Mis amigas me reconfortan con historias de amor. Aquel que comenzó con una mirada entre dos extraños de continentes distintos y que se hizo cierto entre conversaciones que saltaron un océano. Otro más, tan intenso, un tsunami que se detuvo mar adentro con una despedida inevitable y fue entonces cuando ella encontró a otro, a su gran amor, el que se quedó para siempre. Sus historias tienen finales felices. No como los finales que yo conozco, los míos. La despedida planeada que llegó sin llanto. La otra, la del corazón roto que abría el pecho para reclamarme cada beso, cada segundo invertido en una fantasía absurda. La última, la del amor que se fue deshilando gastado de rutina, el retrato perfecto en el que nos volvíamos viejos juntos, desgastado entre nuestras manos aburridas, cansadas.

Me cuentan historias, me dan esperanzas, llegará alguien más. Listan tus defectos, a veces callo, a veces coincido, a veces agrego uno más. Pero no es suficiente, abrazo tu recuerdo, el de un amor que no fue, la despedida que no llegó. Son las posibilidades rotas por tu silencio, todo lo que caminaste hacia mi, conmigo mientras que en realidad huías, eso, es lo que duele.

domingo, 2 de marzo de 2014

Infinito

Mi hijo y yo no siempre hemos sido cercanos. Se acostumbró a los brazos de su padre y muy pronto aprendió a llamarlo. No fue así conmigo. Por más que insistíamos el bebé no decía mamá. Yo solía mirarlo a los ojos para decirle despacio "mmaaa-mmmaaaá", su repuesta era "no". Un día, cuando él tenía un año y tres meses, yo dije "ma-má" y el contestó, imitando mi entoncación, "pa-pá". Entonces me rendí. Y no es que yo fuera una madre poco cariñosa, al contrario, podría decirse que era incluso encimosa. Me gustaba abrazar a mi bebé y llenarlo de besos en la redondez perfecta de sus mejillas.

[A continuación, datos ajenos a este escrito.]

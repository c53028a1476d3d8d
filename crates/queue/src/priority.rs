//! Bounded, priority-ordered, blocking in-memory queue.

use crate::error::QueueError;
use crate::stats::{QueueHealth, QueueStatistics};
use notifyhub_domain::Priority;
use notifyhub_shared::CancellationToken;
use std::collections::VecDeque;
use std::sync::Arc;
use tokio::sync::{Mutex, Notify};

/// Default queue capacity when none is configured.
pub const DEFAULT_CAPACITY: usize = 1000;

/// Items carried by the priority queue must expose their priority lane.
pub trait Prioritized {
    /// The priority used to select the queue lane.
    fn priority(&self) -> Priority;
}

struct QueueState<T> {
    lanes: [VecDeque<T>; 4],
    closed: bool,
    stats: QueueStatistics,
    congestion_watermark: usize,
}

impl<T> QueueState<T> {
    fn depth(&self) -> usize {
        self.lanes.iter().map(VecDeque::len).sum()
    }

    fn pop_highest(&mut self) -> Option<T> {
        for lane in self.lanes.iter_mut().rev() {
            if let Some(item) = lane.pop_front() {
                return Some(item);
            }
        }
        None
    }

    fn drain_all(&mut self) -> Vec<T> {
        let mut drained = Vec::with_capacity(self.depth());
        for lane in self.lanes.iter_mut().rev() {
            drained.extend(lane.drain(..));
        }
        drained
    }
}

/// In-memory, priority-ordered, capacity-bounded blocking queue.
///
/// Backed by a mutex guarding four FIFO lanes (one per [`Priority`] tier) and
/// a `Notify` used the same way the shared crate's `CancellationToken` wakes
/// waiters: `notify_one` on every successful enqueue, `notify_waiters` (a
/// broadcast wake) on close.
pub struct PriorityQueue<T> {
    capacity: usize,
    state: Arc<Mutex<QueueState<T>>>,
    notify: Arc<Notify>,
}

impl<T> Clone for PriorityQueue<T> {
    fn clone(&self) -> Self {
        Self {
            capacity: self.capacity,
            state: Arc::clone(&self.state),
            notify: Arc::clone(&self.notify),
        }
    }
}

impl<T: Prioritized> PriorityQueue<T> {
    /// Create a queue with the given capacity (applies across all priority lanes combined).
    #[must_use]
    pub fn new(capacity: usize) -> Self {
        Self::with_congestion_watermark(capacity, capacity)
    }

    /// Create a queue that reports [`QueueHealth::Congested`] once depth crosses `watermark`.
    #[must_use]
    pub fn with_congestion_watermark(capacity: usize, watermark: usize) -> Self {
        Self {
            capacity: capacity.max(1),
            state: Arc::new(Mutex::new(QueueState {
                lanes: [VecDeque::new(), VecDeque::new(), VecDeque::new(), VecDeque::new()],
                closed: false,
                stats: QueueStatistics::new(),
                congestion_watermark: watermark,
            })),
            notify: Arc::new(Notify::new()),
        }
    }

    /// Configured capacity.
    #[must_use]
    pub const fn capacity(&self) -> usize {
        self.capacity
    }

    /// Insert one item, failing if the queue is closed or at capacity.
    ///
    /// # Errors
    /// Returns [`QueueError::Closed`] or [`QueueError::Full`].
    pub async fn enqueue(&self, item: T) -> Result<(), QueueError> {
        let mut state = self.state.lock().await;
        if state.closed {
            return Err(QueueError::Closed);
        }
        if state.depth() >= self.capacity {
            state.stats.record_rejected_full();
            return Err(QueueError::Full);
        }
        let priority = item.priority();
        state.lanes[priority.lane()].push_back(item);
        state.stats.record_enqueue(priority);
        drop(state);
        self.notify.notify_one();
        Ok(())
    }

    /// Insert a batch of items atomically: either all are admitted or none are.
    ///
    /// # Errors
    /// Returns [`QueueError::Closed`] or [`QueueError::Full`] without admitting any item.
    pub async fn enqueue_batch(&self, items: Vec<T>) -> Result<(), QueueError> {
        let mut state = self.state.lock().await;
        if state.closed {
            return Err(QueueError::Closed);
        }
        if state.depth() + items.len() > self.capacity {
            state.stats.record_rejected_full();
            return Err(QueueError::Full);
        }
        let count = items.len();
        for item in items {
            let priority = item.priority();
            state.lanes[priority.lane()].push_back(item);
            state.stats.record_enqueue(priority);
        }
        drop(state);
        for _ in 0..count {
            self.notify.notify_one();
        }
        Ok(())
    }

    /// Block until an item is available, the queue closes and drains, or `cancel` fires.
    ///
    /// # Errors
    /// Returns [`QueueError::ClosedEmpty`] once the queue is closed with nothing left, or
    /// [`QueueError::Cancelled`] if the token fires first.
    pub async fn dequeue(&self, cancel: &CancellationToken) -> Result<T, QueueError> {
        loop {
            let notified = {
                let mut state = self.state.lock().await;
                if let Some(item) = state.pop_highest() {
                    let priority = item.priority();
                    state.stats.record_dequeue(priority);
                    return Ok(item);
                }
                if state.closed {
                    return Err(QueueError::ClosedEmpty);
                }
                self.notify.notified()
            };

            tokio::select! {
                () = cancel.cancelled() => return Err(QueueError::Cancelled),
                () = notified => {},
            }
        }
    }

    /// Non-blocking: remove and return up to `max` items, highest priority first.
    pub async fn dequeue_batch(&self, max: usize) -> Vec<T> {
        let mut state = self.state.lock().await;
        let mut out = Vec::with_capacity(max.min(state.depth()));
        while out.len() < max {
            match state.pop_highest() {
                Some(item) => {
                    let priority = item.priority();
                    state.stats.record_dequeue(priority);
                    out.push(item);
                },
                None => break,
            }
        }
        out
    }

    /// Current total depth across all priority lanes.
    pub async fn size(&self) -> usize {
        self.state.lock().await.depth()
    }

    /// True when no items are queued.
    pub async fn is_empty(&self) -> bool {
        self.size().await == 0
    }

    /// Coarse health signal based on depth relative to the congestion watermark.
    pub async fn health(&self) -> QueueHealth {
        let state = self.state.lock().await;
        if state.closed {
            QueueHealth::Closed
        } else if state.depth() >= state.congestion_watermark {
            QueueHealth::Congested
        } else {
            QueueHealth::Healthy
        }
    }

    /// Snapshot of queue counters.
    pub async fn statistics(&self) -> QueueStatistics {
        self.state.lock().await.stats
    }

    /// Idempotently close the queue, waking every blocked `dequeue` and draining
    /// whatever remains so the caller can cancel the corresponding handles.
    pub async fn close(&self) -> Vec<T> {
        let mut state = self.state.lock().await;
        if state.closed {
            return Vec::new();
        }
        state.closed = true;
        let drained = state.drain_all();
        drop(state);
        self.notify.notify_waiters();
        drained
    }

    /// True once [`PriorityQueue::close`] has run.
    pub async fn is_closed(&self) -> bool {
        self.state.lock().await.closed
    }
}

#[cfg(test)]
mod tests {
    use super::*;
    use proptest::prelude::*;

    #[derive(Debug, Clone, PartialEq, Eq)]
    struct Item(u32, Priority);

    impl Prioritized for Item {
        fn priority(&self) -> Priority {
            self.1
        }
    }

    #[tokio::test]
    async fn dequeue_returns_highest_priority_first() {
        let queue: PriorityQueue<Item> = PriorityQueue::new(10);
        queue.enqueue(Item(1, Priority::Low)).await.expect("enqueue");
        queue.enqueue(Item(2, Priority::Urgent)).await.expect("enqueue");
        queue.enqueue(Item(3, Priority::Normal)).await.expect("enqueue");

        let cancel = CancellationToken::new();
        let first = queue.dequeue(&cancel).await.expect("dequeue");
        assert_eq!(first.0, 2);
        let second = queue.dequeue(&cancel).await.expect("dequeue");
        assert_eq!(second.0, 3);
    }

    #[tokio::test]
    async fn fifo_within_same_priority() {
        let queue: PriorityQueue<Item> = PriorityQueue::new(10);
        queue.enqueue(Item(1, Priority::Normal)).await.expect("enqueue");
        queue.enqueue(Item(2, Priority::Normal)).await.expect("enqueue");

        let cancel = CancellationToken::new();
        assert_eq!(queue.dequeue(&cancel).await.expect("dequeue").0, 1);
        assert_eq!(queue.dequeue(&cancel).await.expect("dequeue").0, 2);
    }

    #[tokio::test]
    async fn enqueue_rejects_when_full() {
        let queue: PriorityQueue<Item> = PriorityQueue::new(1);
        queue.enqueue(Item(1, Priority::Low)).await.expect("enqueue");
        let result = queue.enqueue(Item(2, Priority::Low)).await;
        assert_eq!(result, Err(QueueError::Full));
    }

    #[tokio::test]
    async fn enqueue_batch_is_all_or_nothing() {
        let queue: PriorityQueue<Item> = PriorityQueue::new(2);
        let items = vec![Item(1, Priority::Low), Item(2, Priority::Low), Item(3, Priority::Low)];
        let result = queue.enqueue_batch(items).await;
        assert_eq!(result, Err(QueueError::Full));
        assert!(queue.is_empty().await);
    }

    #[tokio::test]
    async fn close_drains_and_wakes_waiters() {
        let queue: PriorityQueue<Item> = PriorityQueue::new(10);
        queue.enqueue(Item(1, Priority::Low)).await.expect("enqueue");

        let drained = queue.close().await;
        assert_eq!(drained.len(), 1);

        let cancel = CancellationToken::new();
        let result = queue.dequeue(&cancel).await;
        assert_eq!(result, Err(QueueError::ClosedEmpty));
    }

    fn priority_from_tag(tag: u8) -> Priority {
        match tag % 4 {
            0 => Priority::Low,
            1 => Priority::Normal,
            2 => Priority::High,
            _ => Priority::Urgent,
        }
    }

    proptest::proptest! {
        /// For any sequence of (tag, priority) pairs enqueued in order, draining
        /// the queue yields items in non-increasing priority order, and items
        /// sharing a priority come out in their original relative order
        /// (`spec.md` §8: "higher priority precedes lower; FIFO within a tier").
        #[test]
        fn dequeue_order_is_priority_then_fifo(tags in proptest::collection::vec(0u8..4, 0..64)) {
            let runtime = tokio::runtime::Runtime::new().expect("runtime");
            runtime.block_on(async move {
                let queue: PriorityQueue<Item> = PriorityQueue::new(tags.len().max(1));
                for (index, tag) in tags.iter().enumerate() {
                    queue
                        .enqueue(Item(index as u32, priority_from_tag(*tag)))
                        .await
                        .expect("capacity sized to input");
                }

                let cancel = CancellationToken::new();
                let mut drained = Vec::with_capacity(tags.len());
                while !queue.is_empty().await {
                    drained.push(queue.dequeue(&cancel).await.expect("dequeue"));
                }

                for window in drained.windows(2) {
                    let (a, b) = (&window[0], &window[1]);
                    prop_assert!(a.1 >= b.1, "priority must be non-increasing across dequeues");
                    if a.1 == b.1 {
                        prop_assert!(a.0 < b.0, "same-priority items must preserve FIFO order");
                    }
                }
                Ok(())
            })?;
        }
    }

    #[tokio::test]
    async fn dequeue_wakes_on_cancellation() {
        let queue: PriorityQueue<Item> = PriorityQueue::new(10);
        let queue2 = queue.clone();
        let cancel = CancellationToken::new();
        let cancel2 = cancel.clone();

        let waiter = tokio::spawn(async move { queue2.dequeue(&cancel2).await });

        tokio::time::sleep(std::time::Duration::from_millis(20)).await;
        cancel.cancel();
        let result = waiter.await.expect("join");
        assert_eq!(result, Err(QueueError::Cancelled));
    }
}
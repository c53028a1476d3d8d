//! Composition root: turns a validated [`notifyhub_config::NotifyHubConfig`]
//! into the concrete [`notifyhub_app`] types, and wires a set of platform
//! adapters into a running [`AsyncExecutor`].
//!
//! `notifyhub-config` mirrors `notifyhub-app`'s config structs field-for-field
//! but with `u32`/millisecond-`u64` shapes instead of `usize`/`Duration` (so
//! the schema stays `schemars`-exportable without depending on `app`). This
//! module is the one place that bridges the two.

use notifyhub_app::{
    AsyncExecutor, CallbackRegistryConfig, CallbackRetryPolicy, DefaultDispatcher, Dispatcher, ExecutorConfig,
    LoadBalancerStrategy, WorkerPoolConfig,
};
use notifyhub_config::{CallbackExecutorConfig, CallbackRetryConfig, LoadBalancerKind, ValidatedNotifyHubConfig};
use notifyhub_ports::PlatformAdapter;
use std::sync::Arc;
use std::time::Duration;

/// Convert a validated [`notifyhub_config::NotifyHubConfig`] into the
/// [`ExecutorConfig`] `notifyhub-app` expects.
#[must_use]
pub fn executor_config_from(config: &ValidatedNotifyHubConfig) -> ExecutorConfig {
    let raw = config.as_ref();
    ExecutorConfig {
        queue_capacity: raw.queue.capacity as usize,
        worker_pool: worker_pool_config_from(&raw.worker_pool),
        callback_registry: callback_registry_config_from(&raw.callback_executor),
        load_balancer: load_balancer_strategy_from(raw.load_balancer),
        handle_capacity: raw.handle_registry.capacity as usize,
        handle_ttl: Duration::from_secs(raw.handle_registry.ttl_secs),
    }
}

fn worker_pool_config_from(config: &notifyhub_config::WorkerPoolConfig) -> WorkerPoolConfig {
    WorkerPoolConfig {
        min_workers: config.min_workers as usize,
        max_workers: config.max_workers as usize,
        target_load: config.target_load,
        scale_up_delay: Duration::from_millis(config.scale_up_delay_ms),
        scale_down_delay: Duration::from_millis(config.scale_down_delay_ms),
        health_check_interval: Duration::from_millis(config.health_check_interval_ms),
        max_idle_time: Duration::from_millis(config.max_idle_time_ms),
        task_batch_size: config.task_batch_size as usize,
        batch_window: Duration::from_millis(config.batch_window_ms),
        boot_batch_size: config.boot_batch_size as usize,
        boot_batch_pause: Duration::from_millis(config.boot_batch_pause_ms),
    }
}

fn callback_registry_config_from(config: &CallbackExecutorConfig) -> CallbackRegistryConfig {
    CallbackRegistryConfig {
        executor_workers: config.executor_workers as usize,
        queue_capacity: config.queue_capacity as usize,
        dead_letter_capacity: config.dead_letter_capacity as usize,
        default_retry_policy: callback_retry_policy_from(&config.retry),
        record_ttl: Duration::from_secs(config.record_ttl_secs),
    }
}

fn callback_retry_policy_from(config: &CallbackRetryConfig) -> CallbackRetryPolicy {
    CallbackRetryPolicy {
        max_retries: config.max_retries,
        initial_interval: Duration::from_millis(config.initial_interval_ms),
        multiplier: config.multiplier,
        max_interval: Duration::from_millis(config.max_interval_ms),
        jitter: config.jitter,
    }
}

const fn load_balancer_strategy_from(kind: LoadBalancerKind) -> LoadBalancerStrategy {
    match kind {
        LoadBalancerKind::RoundRobin => LoadBalancerStrategy::RoundRobin,
        LoadBalancerKind::LeastConnections => LoadBalancerStrategy::LeastConnections,
        LoadBalancerKind::Weighted => LoadBalancerStrategy::Weighted,
        LoadBalancerKind::Affinity => LoadBalancerStrategy::Affinity,
    }
}

/// Build a [`DefaultDispatcher`] with every adapter in `adapters` registered
/// under its own [`PlatformAdapter::name`].
#[must_use]
pub fn build_dispatcher(adapters: Vec<Arc<dyn PlatformAdapter>>) -> DefaultDispatcher {
    let mut dispatcher = DefaultDispatcher::new();
    for adapter in adapters {
        dispatcher.register_platform(adapter);
    }
    dispatcher
}

/// Build a ready-to-[`AsyncExecutor::start`] executor from a validated
/// config and a set of platform adapters. Does not itself call `start` —
/// callers decide when the worker pool and delay scheduler boot.
#[must_use]
pub fn build_executor(config: &ValidatedNotifyHubConfig, adapters: Vec<Arc<dyn PlatformAdapter>>) -> Arc<AsyncExecutor> {
    let dispatcher: Arc<dyn Dispatcher> = Arc::new(build_dispatcher(adapters));
    Arc::new(AsyncExecutor::new(executor_config_from(config), dispatcher))
}

#[cfg(test)]
mod tests {
    use super::*;
    use notifyhub_config::NotifyHubConfig;

    #[test]
    fn executor_config_conversion_preserves_values() {
        let mut raw = NotifyHubConfig::default();
        raw.worker_pool.min_workers = 3;
        raw.worker_pool.max_workers = 7;
        raw.worker_pool.scale_up_delay_ms = 1_500;
        raw.callback_executor.executor_workers = 4;
        raw.callback_executor.retry.max_retries = 9;
        raw.load_balancer = LoadBalancerKind::Affinity;
        let validated = raw.validate_and_normalize().expect("valid");

        let executor_config = executor_config_from(&validated);
        assert_eq!(executor_config.worker_pool.min_workers, 3);
        assert_eq!(executor_config.worker_pool.max_workers, 7);
        assert_eq!(executor_config.worker_pool.scale_up_delay, Duration::from_millis(1_500));
        assert_eq!(executor_config.callback_registry.executor_workers, 4);
        assert_eq!(executor_config.callback_registry.default_retry_policy.max_retries, 9);
        assert!(matches!(executor_config.load_balancer, LoadBalancerStrategy::Affinity));
    }

    #[test]
    fn build_dispatcher_registers_every_adapter() {
        let dispatcher = build_dispatcher(Vec::new());
        assert_eq!(dispatcher.adapter_count(), 0);
    }

    #[test]
    fn build_executor_does_not_panic_with_no_adapters() {
        let config = NotifyHubConfig::default().validate_and_normalize().expect("valid");
        let _executor = build_executor(&config, Vec::new());
    }
}
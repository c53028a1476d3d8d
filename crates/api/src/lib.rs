//! # notifyhub-api
//!
//! Stable wire DTOs for operator tooling: the CLI today, any future HTTP
//! adapter tomorrow. Deliberately separate from `notifyhub-domain` and
//! `notifyhub-app` so the runtime types can evolve without breaking the wire
//! contract — this crate depends on both only to map their public result
//! types (`Receipt`, `HandleSnapshot`, `ExecutorStats`, ...) onto a stable,
//! independently-versioned DTO surface. It has no knowledge of the queue,
//! dispatcher, or adapters themselves; `notifyhub-infra` wires those up.

/// API v1 DTOs.
pub mod v1;

/// Returns the API crate version.
#[must_use]
pub const fn api_crate_version() -> &'static str {
    env!("CARGO_PKG_VERSION")
}

#[cfg(test)]
mod tests {
    use super::*;
    use notifyhub_domain::domain_crate_version;
    use notifyhub_shared::shared_crate_version;

    fn workspace_deps() -> Vec<String> {
        let cargo_toml = include_str!(concat!(env!("CARGO_MANIFEST_DIR"), "/Cargo.toml"));
        let mut deps = Vec::new();
        let mut in_deps = false;
        let mut in_dev_deps = false;

        for raw_line in cargo_toml.lines() {
            let line = raw_line.split('#').next().unwrap_or("").trim();
            if line.is_empty() {
                continue;
            }
            if line.starts_with('[') {
                in_deps = line == "[dependencies]";
                in_dev_deps = line == "[dev-dependencies]";
                continue;
            }
            if !(in_deps || in_dev_deps) {
                continue;
            }
            if line.starts_with("notifyhub-") {
                let key = line.split('=').next().unwrap_or("").trim();
                let name = key.split('.').next().unwrap_or("").trim();
                deps.push(name.to_string());
            }
        }

        deps
    }

    /// The wire-DTO layer maps domain/app result types; it never reaches
    /// into the queue, dispatcher, or adapters directly.
    #[test]
    fn api_depends_only_on_domain_shared_app_and_validate_derive() {
        let deps = workspace_deps();
        let allowed = [
            "notifyhub-domain",
            "notifyhub-shared",
            "notifyhub-app",
            "notifyhub-validate-derive",
        ];

        for dep in &deps {
            assert!(
                allowed.contains(&dep.as_str()),
                "unexpected dependency found: {dep}"
            );
        }
    }

    #[test]
    fn api_crate_compiles() {
        let version = api_crate_version();
        assert!(!version.is_empty());
    }

    #[test]
    fn api_can_use_domain_and_shared() {
        let domain_version = domain_crate_version();
        let shared_version = shared_crate_version();

        assert!(!domain_version.is_empty());
        assert!(!shared_version.is_empty());
    }
}
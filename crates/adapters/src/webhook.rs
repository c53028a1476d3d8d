//! Generic webhook and chat-webhook platform adapters.
//!
//! Both adapters speak to an arbitrary HTTP endpoint carried in
//! [`Target::value`]; the difference is the JSON envelope each one posts.
//! `WebhookAdapter` posts the message body through almost unchanged (the
//! "generic webhook" platform from spec.md §1); `ChatWebhookAdapter` shapes
//! the body into one of a handful of well-known chat-service payloads. The
//! exact bit-for-bit payload format of any specific third-party chat service
//! is explicitly out of scope (spec.md §1 Non-goals) — `ChatPayloadFormat`
//! covers the common shapes without claiming parity with any one vendor.

use notifyhub_domain::{Message, SendResult, Target};
use notifyhub_ports::BoxFuture;
use notifyhub_shared::{ErrorClass, ErrorCode, ErrorEnvelope, RequestContext, Result};
use reqwest::Client;
use serde_json::{json, Value};
use std::time::{Duration, Instant, SystemTime};
use url::Url;

fn cancelled_error(operation: &'static str) -> ErrorEnvelope {
    ErrorEnvelope::cancelled("operation cancelled").with_metadata("operation", operation)
}

fn map_reqwest_error(error: &reqwest::Error) -> ErrorEnvelope {
    if error.is_timeout() {
        return ErrorEnvelope::unexpected(ErrorCode::timeout(), "webhook request timed out", ErrorClass::Retriable);
    }
    if error.is_connect() {
        return ErrorEnvelope::unexpected(
            ErrorCode::io(),
            format!("webhook connection failed: {error}"),
            ErrorClass::Retriable,
        );
    }
    ErrorEnvelope::unexpected(
        ErrorCode::adapter(),
        format!("webhook request failed: {error}"),
        ErrorClass::Retriable,
    )
}

async fn post_json(
    client: &Client,
    ctx: &RequestContext,
    url: &str,
    body: &Value,
    operation: &'static str,
) -> Result<()> {
    ctx.ensure_not_cancelled(operation)?;
    let response = tokio::select! {
        () = ctx.cancelled() => return Err(cancelled_error(operation)),
        result = client.post(url).json(body).send() => result.map_err(|error| map_reqwest_error(&error))?,
    };
    let status = response.status();
    if !status.is_success() {
        let text = response.text().await.unwrap_or_default();
        let class = if status.is_server_error() || status.as_u16() == 429 {
            ErrorClass::Retriable
        } else {
            ErrorClass::NonRetriable
        };
        return Err(ErrorEnvelope::unexpected(
            ErrorCode::adapter(),
            format!("webhook endpoint returned {status}: {text}"),
            class,
        )
        .with_metadata("status", status.as_u16().to_string()));
    }
    Ok(())
}

fn validate_url(value: &str) -> bool {
    Url::parse(value).is_ok_and(|url| matches!(url.scheme(), "http" | "https"))
}

/// Generic webhook adapter: posts `{title, body, format, priority, variables,
/// metadata, platformData}` as JSON to `Target::value`, which must be an
/// `http(s)://` URL.
pub struct WebhookAdapter {
    name: String,
    client: Client,
}

impl WebhookAdapter {
    /// Build a webhook adapter registered under `name` (typically `"webhook"`).
    ///
    /// # Errors
    /// Returns an error if the underlying HTTP client fails to build.
    pub fn new(name: impl Into<String>, timeout: Duration) -> Result<Self> {
        let client = Client::builder().timeout(timeout).build().map_err(|error| {
            ErrorEnvelope::unexpected(ErrorCode::adapter(), format!("failed to build webhook client: {error}"), ErrorClass::NonRetriable)
        })?;
        Ok(Self { name: name.into(), client })
    }

    fn payload(message: &Message, target: &Target) -> Value {
        json!({
            "messageId": message.id.as_str(),
            "title": message.title,
            "body": message.body,
            "format": message.format,
            "priority": message.priority,
            "variables": message.variables,
            "metadata": message.metadata,
            "platformData": message.platform_data,
            "target": {
                "type": target.target_type,
                "value": target.value,
                "metadata": target.metadata,
            },
        })
    }
}

impl notifyhub_ports::PlatformAdapter for WebhookAdapter {
    fn name(&self) -> &str {
        &self.name
    }

    fn send<'a>(&'a self, ctx: &'a RequestContext, message: &'a Message, targets: &'a [Target]) -> BoxFuture<'a, Result<Vec<SendResult>>> {
        Box::pin(async move {
            let mut results = Vec::with_capacity(targets.len());
            for target in targets {
                let started_at = SystemTime::now();
                let started = Instant::now();
                let outcome = post_json(&self.client, ctx, &target.value, &Self::payload(message, target), "webhook.send").await;
                let duration = started.elapsed();
                results.push(match outcome {
                    Ok(()) => SendResult::success(target.clone(), &self.name, started_at, duration, 1),
                    Err(error) => SendResult::failure(target.clone(), &self.name, error.message, started_at, duration, 1),
                });
            }
            Ok(results)
        })
    }

    fn supports_target(&self, target: &Target) -> bool {
        validate_url(&target.value)
    }

    fn health<'a>(&'a self, _ctx: &'a RequestContext) -> BoxFuture<'a, Result<()>> {
        Box::pin(async { Ok(()) })
    }

    fn shutdown<'a>(&'a self, _ctx: &'a RequestContext) -> BoxFuture<'a, Result<()>> {
        Box::pin(async { Ok(()) })
    }
}

/// Well-known chat-service payload shapes. `Generic` matches
/// [`WebhookAdapter`]'s own envelope; `Slack`/`Discord` approximate the two
/// most common incoming-webhook conventions (`text` vs `content`).
#[derive(Debug, Clone, Copy, PartialEq, Eq)]
pub enum ChatPayloadFormat {
    /// `{"text": "<title>\n<body>"}`, the Slack incoming-webhook convention.
    Slack,
    /// `{"content": "<title>\n<body>"}`, the Discord incoming-webhook convention.
    Discord,
    /// The same envelope `WebhookAdapter` posts.
    Generic,
}

/// Chat-webhook adapter: same transport as [`WebhookAdapter`], a
/// vendor-shaped payload.
pub struct ChatWebhookAdapter {
    name: String,
    client: Client,
    format: ChatPayloadFormat,
}

impl ChatWebhookAdapter {
    /// Build a chat-webhook adapter registered under `name` (e.g. `"slack"`).
    ///
    /// # Errors
    /// Returns an error if the underlying HTTP client fails to build.
    pub fn new(name: impl Into<String>, format: ChatPayloadFormat, timeout: Duration) -> Result<Self> {
        let client = Client::builder().timeout(timeout).build().map_err(|error| {
            ErrorEnvelope::unexpected(ErrorCode::adapter(), format!("failed to build chat webhook client: {error}"), ErrorClass::NonRetriable)
        })?;
        Ok(Self { name: name.into(), client, format })
    }

    fn payload(&self, message: &Message, target: &Target) -> Value {
        let combined = format!("{}\n{}", message.title, message.body);
        match self.format {
            ChatPayloadFormat::Slack => json!({ "text": combined }),
            ChatPayloadFormat::Discord => json!({ "content": combined }),
            ChatPayloadFormat::Generic => WebhookAdapter::payload(message, target),
        }
    }
}

impl notifyhub_ports::PlatformAdapter for ChatWebhookAdapter {
    fn name(&self) -> &str {
        &self.name
    }

    fn send<'a>(&'a self, ctx: &'a RequestContext, message: &'a Message, targets: &'a [Target]) -> BoxFuture<'a, Result<Vec<SendResult>>> {
        Box::pin(async move {
            let mut results = Vec::with_capacity(targets.len());
            for target in targets {
                let started_at = SystemTime::now();
                let started = Instant::now();
                let payload = self.payload(message, target);
                let outcome = post_json(&self.client, ctx, &target.value, &payload, "chat_webhook.send").await;
                let duration = started.elapsed();
                results.push(match outcome {
                    Ok(()) => SendResult::success(target.clone(), &self.name, started_at, duration, 1),
                    Err(error) => SendResult::failure(target.clone(), &self.name, error.message, started_at, duration, 1),
                });
            }
            Ok(results)
        })
    }

    fn supports_target(&self, target: &Target) -> bool {
        target.target_type == "webhook" && validate_url(&target.value)
    }

    fn health<'a>(&'a self, _ctx: &'a RequestContext) -> BoxFuture<'a, Result<()>> {
        Box::pin(async { Ok(()) })
    }

    fn shutdown<'a>(&'a self, _ctx: &'a RequestContext) -> BoxFuture<'a, Result<()>> {
        Box::pin(async { Ok(()) })
    }
}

Cuando comenzó a quejarse de mi cariñoso comportamiento, entonces, respetuosamente, le preguntaba ¿cuántos besos quieres? solía contestar "ninguno". Aún así no podía evitarme, yo le explicaba, si tuve a un hijo fue para darle besitos. Luego se volvió un juego, yo le decía, hoy no quiero ni un beso ¿eh? y él de inmediato se lanzaba sobre mi y yo hacía como que no me gustaba nada mientras lo abrazaba fuerte y le devolvía cada beso recibido. Un día, en vez de contestar que no quería ningún beso dijo que quería exactamente cero besos. Yo insistía ¿seguro? ¿no será que quieres 2 o 10? No mamá, cero.

Mi hijo y yo nos encontramos en la ciencia, me acompaña a cada evento en el que participo y no pierdo la oportunidad de hablarle de planetas y estrellas. Su capacidad para entender conceptos abstractos, me sorprende siempre. El proceso de la suma lo dedujo a los 4 años cuando se dio cuenta que si juntaba uno y uno, eran dos. Un día quise impresionarlo con la banda de Moebius y cuando le dije, a ver cuántas bandas obtengo si la corto a la mitad, contestó, casi aburrido, pues una mamá. Luego fue la notación científica y el infinito. Fue entonces cuando resolvió el problema de la mamá encimosa. Yo pregunté ¿cuántos besos quieres? y el dijo, infinito. No me quedó más que sonreir y abrazarlo, tuvo que conformarse con un beso en cada mejilla. Hay límites, incluso para una madre.